*** Provided data ***

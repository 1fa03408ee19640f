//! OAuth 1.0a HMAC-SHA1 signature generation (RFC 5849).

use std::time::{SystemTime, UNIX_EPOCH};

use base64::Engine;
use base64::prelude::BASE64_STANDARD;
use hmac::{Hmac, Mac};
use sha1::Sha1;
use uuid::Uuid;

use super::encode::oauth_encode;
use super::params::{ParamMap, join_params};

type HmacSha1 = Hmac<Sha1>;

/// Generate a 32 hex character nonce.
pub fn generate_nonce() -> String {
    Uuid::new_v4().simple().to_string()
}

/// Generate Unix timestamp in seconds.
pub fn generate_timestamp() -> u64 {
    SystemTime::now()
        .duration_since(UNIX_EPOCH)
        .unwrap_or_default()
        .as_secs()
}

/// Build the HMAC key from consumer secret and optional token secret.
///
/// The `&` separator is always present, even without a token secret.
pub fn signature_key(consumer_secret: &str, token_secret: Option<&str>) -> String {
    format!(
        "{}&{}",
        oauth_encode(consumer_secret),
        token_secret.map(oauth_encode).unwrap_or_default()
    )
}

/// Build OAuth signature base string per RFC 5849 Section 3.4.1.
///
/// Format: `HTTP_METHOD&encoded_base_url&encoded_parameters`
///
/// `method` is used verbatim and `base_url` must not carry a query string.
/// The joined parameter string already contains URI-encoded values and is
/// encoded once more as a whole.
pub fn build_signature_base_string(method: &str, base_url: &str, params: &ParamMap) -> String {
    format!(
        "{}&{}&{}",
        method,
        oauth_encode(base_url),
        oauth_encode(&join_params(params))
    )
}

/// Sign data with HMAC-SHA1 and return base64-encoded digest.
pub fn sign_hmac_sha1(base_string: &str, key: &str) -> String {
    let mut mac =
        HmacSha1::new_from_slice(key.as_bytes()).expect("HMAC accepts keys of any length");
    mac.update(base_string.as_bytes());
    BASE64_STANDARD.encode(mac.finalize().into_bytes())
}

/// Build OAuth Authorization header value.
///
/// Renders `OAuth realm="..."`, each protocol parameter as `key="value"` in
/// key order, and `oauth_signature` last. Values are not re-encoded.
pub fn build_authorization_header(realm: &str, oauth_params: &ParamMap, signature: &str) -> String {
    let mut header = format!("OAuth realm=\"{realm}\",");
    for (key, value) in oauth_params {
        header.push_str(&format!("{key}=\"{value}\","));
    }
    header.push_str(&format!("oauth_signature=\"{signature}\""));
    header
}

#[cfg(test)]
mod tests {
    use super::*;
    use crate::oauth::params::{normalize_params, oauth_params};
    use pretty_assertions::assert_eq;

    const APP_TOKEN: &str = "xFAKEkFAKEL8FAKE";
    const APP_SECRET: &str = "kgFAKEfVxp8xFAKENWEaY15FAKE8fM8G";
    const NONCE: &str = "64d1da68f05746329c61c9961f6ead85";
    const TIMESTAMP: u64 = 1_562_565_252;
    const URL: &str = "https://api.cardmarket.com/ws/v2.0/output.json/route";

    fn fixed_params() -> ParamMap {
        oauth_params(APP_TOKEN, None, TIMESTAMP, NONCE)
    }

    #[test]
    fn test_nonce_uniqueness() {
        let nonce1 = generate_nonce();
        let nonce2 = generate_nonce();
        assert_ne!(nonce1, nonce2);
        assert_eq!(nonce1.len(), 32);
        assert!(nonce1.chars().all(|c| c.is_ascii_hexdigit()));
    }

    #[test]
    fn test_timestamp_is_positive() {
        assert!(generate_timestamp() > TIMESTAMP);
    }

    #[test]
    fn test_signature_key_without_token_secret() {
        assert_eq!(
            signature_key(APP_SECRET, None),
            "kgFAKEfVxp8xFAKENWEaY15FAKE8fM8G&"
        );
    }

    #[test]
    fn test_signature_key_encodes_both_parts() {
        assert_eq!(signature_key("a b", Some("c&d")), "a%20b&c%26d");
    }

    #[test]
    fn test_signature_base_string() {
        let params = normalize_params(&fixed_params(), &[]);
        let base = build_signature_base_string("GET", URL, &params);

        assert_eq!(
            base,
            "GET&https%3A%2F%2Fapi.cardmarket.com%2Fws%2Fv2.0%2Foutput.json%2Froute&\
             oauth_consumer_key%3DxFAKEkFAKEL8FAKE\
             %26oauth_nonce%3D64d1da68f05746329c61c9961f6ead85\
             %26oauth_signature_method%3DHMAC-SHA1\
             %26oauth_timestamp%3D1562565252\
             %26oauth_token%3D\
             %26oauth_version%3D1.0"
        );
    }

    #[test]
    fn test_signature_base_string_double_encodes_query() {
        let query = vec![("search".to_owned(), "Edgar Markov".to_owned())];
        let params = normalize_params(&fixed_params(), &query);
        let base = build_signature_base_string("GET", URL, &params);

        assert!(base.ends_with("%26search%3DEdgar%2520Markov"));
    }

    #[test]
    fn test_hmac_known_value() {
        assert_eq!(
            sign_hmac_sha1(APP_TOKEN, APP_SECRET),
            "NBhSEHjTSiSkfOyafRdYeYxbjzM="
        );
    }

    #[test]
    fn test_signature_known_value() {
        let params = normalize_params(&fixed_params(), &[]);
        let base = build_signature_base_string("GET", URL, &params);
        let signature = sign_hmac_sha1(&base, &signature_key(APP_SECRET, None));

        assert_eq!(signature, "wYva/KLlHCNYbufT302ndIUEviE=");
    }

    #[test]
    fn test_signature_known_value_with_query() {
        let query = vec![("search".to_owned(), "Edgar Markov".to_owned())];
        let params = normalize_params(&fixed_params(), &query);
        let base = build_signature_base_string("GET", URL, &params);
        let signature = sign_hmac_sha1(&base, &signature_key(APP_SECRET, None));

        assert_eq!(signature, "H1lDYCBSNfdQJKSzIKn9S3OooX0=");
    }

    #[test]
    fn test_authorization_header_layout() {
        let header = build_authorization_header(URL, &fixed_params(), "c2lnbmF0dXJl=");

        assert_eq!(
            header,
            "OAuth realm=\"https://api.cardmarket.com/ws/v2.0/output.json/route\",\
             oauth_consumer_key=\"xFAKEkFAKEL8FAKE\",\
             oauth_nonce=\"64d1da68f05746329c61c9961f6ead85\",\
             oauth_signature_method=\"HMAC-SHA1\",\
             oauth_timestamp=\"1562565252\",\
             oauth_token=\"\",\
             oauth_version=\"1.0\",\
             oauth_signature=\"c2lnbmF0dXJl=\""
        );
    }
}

*** End of Provided data ***

● **What you have to do**
With the first line of the records as the start and the line holding "mac.update(base_string.as_bytes());" as the end, please copy exactly those lines and no others.

● **Result**
repository 1fa03408ee19640f
//! OAuth 1.0a HMAC-SHA1 signature generation (RFC 5849).

use std::time::{SystemTime, UNIX_EPOCH};

use base64::Engine;
use base64::prelude::BASE64_STANDARD;
use hmac::{Hmac, Mac};
use sha1::Sha1;
use uuid::Uuid;

use super::encode::oauth_encode;
use super::params::{ParamMap, join_params};

type HmacSha1 = Hmac<Sha1>;

/// Generate a 32 hex character nonce.
pub fn generate_nonce() -> String {
    Uuid::new_v4().simple().to_string()
}

/// Generate Unix timestamp in seconds.
pub fn generate_timestamp() -> u64 {
    SystemTime::now()
        .duration_since(UNIX_EPOCH)
        .unwrap_or_default()
        .as_secs()
}

/// Build the HMAC key from consumer secret and optional token secret.
///
/// The `&` separator is always present, even without a token secret.
pub fn signature_key(consumer_secret: &str, token_secret: Option<&str>) -> String {
    format!(
        "{}&{}",
        oauth_encode(consumer_secret),
        token_secret.map(oauth_encode).unwrap_or_default()
    )
}

/// Build OAuth signature base string per RFC 5849 Section 3.4.1.
///
/// Format: `HTTP_METHOD&encoded_base_url&encoded_parameters`
///
/// `method` is used verbatim and `base_url` must not carry a query string.
/// The joined parameter string already contains URI-encoded values and is
/// encoded once more as a whole.
pub fn build_signature_base_string(method: &str, base_url: &str, params: &ParamMap) -> String {
    format!(
        "{}&{}&{}",
        method,
        oauth_encode(base_url),
        oauth_encode(&join_params(params))
    )
}

/// Sign data with HMAC-SHA1 and return base64-encoded digest.
pub fn sign_hmac_sha1(base_string: &str, key: &str) -> String {
    let mut mac =
        HmacSha1::new_from_slice(key.as_bytes()).expect("HMAC accepts keys of any length");
    mac.update(base_string.as_bytes());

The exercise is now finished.